フランス人と春と新型コロナウィルス

投稿日時 : 2020/03/16 18:00

「コロナウィルス:“お気楽な”フランス人に指示勧告」
20 Minutes紙のサイトより。写真はパリのButtes Chaumont公園。



木曜夜のマクロン大統領のテレビ演説に続いて、土曜日にはフィリップ首相が会見。フランスはステージIIIに入ったとし、生活に必然とされない全ての商業活動を当面の間(指示があるまで)閉鎖するとした。

日曜日の選挙は行われたが、記録的な投票棄権(abstention:フランスでは、投票した人をカウントするのではなく、しなかった人をカウント)で、与党政党はむしろ不利な立場に。来週の決選投票が行われるかは数日中に決めるとした。
例年よりも早い春が訪れ始めている日本では、お花見も「自粛モード」であるが、フランスでも特にパリでは春の陽気が感じられた日曜日、つまり首相の会見があり、月曜日からは学校が一斉休校というなか、パリの公園やセーヌ川沿い、運河沿いでは人が多く集まった。

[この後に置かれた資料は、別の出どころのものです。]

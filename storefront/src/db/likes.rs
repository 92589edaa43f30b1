// storefront/src/db/likes.rs

use sqlx::SqliteExecutor;

/// Returns the number of rows removed (0 or 1).
pub async fn remove<'e>(db: impl SqliteExecutor<'e>, user_id: i64, product_id: i64) -> sqlx::Result<u64> {
  let result = sqlx::query("DELETE FROM likes WHERE user_id = ? AND product_id = ?")
    .bind(user_id)
    .bind(product_id)
    .execute(db)
    .await?;
  Ok(result.rows_affected())
}

/// Inserts the like unless the pair already exists; returns whether a row was added.
pub async fn insert_if_absent<'e>(db: impl SqliteExecutor<'e>, user_id: i64, product_id: i64) -> sqlx::Result<bool> {
  let result = sqlx::query("INSERT INTO likes (user_id, product_id) VALUES (?, ?) ON CONFLICT (user_id, product_id) DO NOTHING")
    .bind(user_id)
    .bind(product_id)
    .execute(db)
    .await?;
  Ok(result.rows_affected() == 1)
}

pub async fn product_ids_for_user<'e>(db: impl SqliteExecutor<'e>, user_id: i64) -> sqlx::Result<Vec<i64>> {
  sqlx::query_scalar("SELECT product_id FROM likes WHERE user_id = ? AND product_id IS NOT NULL")
    .bind(user_id)
    .fetch_all(db)
    .await
}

そもそも、フランス人個人は人の言うことを聞かず、政府の「要請」はもちろん、「禁止事項」も守らない。というか自分で判断して決める。デモやストライキの文化にも通じるフランス人精神、気質だろう。新型コロナウィルスの脅威については理解した上で各個人が判断しているし、いまのところ、政府がなんといおうが、ウィルスの脅威よりも、冬が終わった春の公園の魅力が勝っている。
政治家や政府が言うことだけでなく、専門家がいうこと、さらにはそうした発言を伝えるメディアがいうことですら、100%信じることがないのがフランス人。よく言えば批評精神があるのだが、各自が誰からも干渉されることがない信念をそれぞれもっており、これをまとめるのは大変だ。

ただ、フランスには、「連帯(Solidarité)」という精神も大切にしているので、そこに救いはあるかもしれない。本日、月曜朝からフランスの各メディアでは、こうしたフランス人市民の反応を分析している。

こうしたフランスの状況をみていると、日本やアジアの国で統制がとれている(良くも悪くも)のも、悪くはないのかとも思われる。もちろん、日本でも、東京の山手線の新駅の開業日に5万人以上が集まったり、学校が休みになった中高生が街に溢れている光景は日本的な矛盾だ。

また、フランスはステージIIIとしたが、これが日本でも良く使われている感染拡大のグラフで一番のピークにきているという状態だ。ただ、これはガンのステージとは違い、次のステージIVは、このピークが過ぎて感染が収まってくる段階となる。このステージIIIの問題は、感染の規模がどのくらいかわからないこと(期間・感染者数など)と、医療システムがどのくらい耐えられるかにある。